One thing that whoever takes on GM duties won’t have to worry about is the man between the posts. David Bingham has developed into one of the best goalkeepers in MLS, and is beginning to push his way in the US national team conversation as well. The long-term fate of aging center backs Clarence Goodson and Victor Bernardez deserve a hard look – as does the rest of the squad, to be honest – but there’s no such ambiguity behind them.


Columbus Crew SC


In many ways, this season was hijacked by the drama that saw Golden Boot runner-up and MVP candidate Kei Kamarashipped to New England just months after leading Crew SC to the MLS Cup Final and signing an upgraded Designated Player deal. Thankfully for Columbus, by the time March rolls around, Kamara’s exit should finally be squarely in the past, though the scars (and Federico Higuain coming off by far his least productive MLS season) will remain.

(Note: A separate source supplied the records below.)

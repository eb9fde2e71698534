//! Synthetic UI events
//!
//! Events are dispatched into built element trees by a host (or by tests)
//! through [`Element::dispatch`](crate::Element::dispatch).

/// Event type identifier
pub type EventType = u32;

/// Common event types
pub mod event_types {
    use super::EventType;

    pub const CLICK: EventType = 1;
    pub const POINTER_DOWN: EventType = 2;
    pub const POINTER_UP: EventType = 3;
    pub const POINTER_ENTER: EventType = 4;
    pub const POINTER_LEAVE: EventType = 5;
    pub const FOCUS: EventType = 10;
    pub const BLUR: EventType = 11;
    pub const KEY_DOWN: EventType = 20;
    pub const KEY_UP: EventType = 21;
    /// Text value changed (input, textarea, select)
    pub const INPUT: EventType = 22;

    // Resource lifecycle events
    pub const LOAD: EventType = 60;
    pub const ERROR: EventType = 61;
}

/// A UI event with associated data
#[derive(Clone, Debug)]
pub struct Event {
    pub event_type: EventType,
    pub data: EventData,
}

/// Event-specific data
#[derive(Clone, Debug, Default)]
pub enum EventData {
    Pointer {
        x: f32,
        y: f32,
    },
    Key {
        key: KeyCode,
        modifiers: Modifiers,
    },
    /// New text value of a form control
    Input {
        value: String,
    },
    #[default]
    None,
}

impl Event {
    pub fn new(event_type: EventType) -> Self {
        Self {
            event_type,
            data: EventData::None,
        }
    }

    pub fn click() -> Self {
        Self::new(event_types::CLICK)
    }

    pub fn pointer_down() -> Self {
        Self {
            event_type: event_types::POINTER_DOWN,
            data: EventData::Pointer { x: 0.0, y: 0.0 },
        }
    }

    pub fn pointer_enter() -> Self {
        Self::new(event_types::POINTER_ENTER)
    }

    pub fn pointer_leave() -> Self {
        Self::new(event_types::POINTER_LEAVE)
    }

    pub fn focus() -> Self {
        Self::new(event_types::FOCUS)
    }

    pub fn blur() -> Self {
        Self::new(event_types::BLUR)
    }

    pub fn key_down(key: KeyCode, modifiers: Modifiers) -> Self {
        Self {
            event_type: event_types::KEY_DOWN,
            data: EventData::Key { key, modifiers },
        }
    }

    pub fn input(value: impl Into<String>) -> Self {
        Self {
            event_type: event_types::INPUT,
            data: EventData::Input {
                value: value.into(),
            },
        }
    }

    pub fn load() -> Self {
        Self::new(event_types::LOAD)
    }

    pub fn error() -> Self {
        Self::new(event_types::ERROR)
    }

    /// Text payload of an input event
    pub fn value(&self) -> Option<&str> {
        match &self.data {
            EventData::Input { value } => Some(value),
            _ => None,
        }
    }

    /// Key payload of a keyboard event
    pub fn key(&self) -> Option<(KeyCode, Modifiers)> {
        match self.data {
            EventData::Key { key, modifiers } => Some((key, modifiers)),
            _ => None,
        }
    }
}

/// Virtual key codes (platform-agnostic)
#[derive(Clone, Copy, Debug, PartialEq, Eq, Hash, Default)]
pub struct KeyCode(pub u32);

impl KeyCode {
    // Special keys
    pub const BACKSPACE: KeyCode = KeyCode(0x08);
    pub const TAB: KeyCode = KeyCode(0x09);
    pub const ENTER: KeyCode = KeyCode(0x0D);
    pub const ESCAPE: KeyCode = KeyCode(0x1B);
    pub const SPACE: KeyCode = KeyCode(0x20);
    pub const DELETE: KeyCode = KeyCode(0x7F);

    // Arrow keys
    pub const LEFT: KeyCode = KeyCode(0x25);
    pub const UP: KeyCode = KeyCode(0x26);
    pub const RIGHT: KeyCode = KeyCode(0x27);
    pub const DOWN: KeyCode = KeyCode(0x28);

    // Navigation keys
    pub const HOME: KeyCode = KeyCode(0x24);
    pub const END: KeyCode = KeyCode(0x23);

    // Modifier keys pressed on their own
    pub const SHIFT: KeyCode = KeyCode(0x10);
    pub const CONTROL: KeyCode = KeyCode(0x11);
    pub const ALT: KeyCode = KeyCode(0x12);

    // Unknown/unmapped key
    pub const UNKNOWN: KeyCode = KeyCode(0);
}

/// Keyboard modifier flags
#[derive(Clone, Copy, Debug, Default, PartialEq, Eq)]
pub struct Modifiers {
    bits: u8,
}

impl Modifiers {
    pub const NONE: Modifiers = Modifiers { bits: 0 };
    pub const SHIFT: u8 = 0b0001;
    pub const CTRL: u8 = 0b0010;
    pub const ALT: u8 = 0b0100;
    pub const META: u8 = 0b1000; // Cmd on macOS, Win on Windows

    /// Create new modifiers from flags
    pub const fn new(shift: bool, ctrl: bool, alt: bool, meta: bool) -> Self {
        let mut bits = 0;
        if shift {
            bits |= Self::SHIFT;
        }
        if ctrl {
            bits |= Self::CTRL;
        }
        if alt {
            bits |= Self::ALT;
        }
        if meta {
            bits |= Self::META;
        }
        Self { bits }
    }

    pub const fn shift(&self) -> bool {
        self.bits & Self::SHIFT != 0
    }

    pub const fn ctrl(&self) -> bool {
        self.bits & Self::CTRL != 0
    }

    pub const fn alt(&self) -> bool {
        self.bits & Self::ALT != 0
    }

    pub const fn meta(&self) -> bool {
        self.bits & Self::META != 0
    }
}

Part of the salve that’s accelerated the healing process is another Kamara who scores goals for fun. There haven’t been too many bright spots this season – three wins in their first 22 games set the tone for a disappointing follow-up to such a thrilling 2016 campaign – but Ola Kamara (15 goals in 24 appearances) certainly qualifies. He doesn’t take up a DP slot and seems to fit well with the pieces Gregg Berhalter has surrounded him with.


Then again, goals aren’t really the problem. Even if they’re drama free and still boast a goal-scoring Kamara, Crew SC must find a better defensive balance to return to the heights of 2015.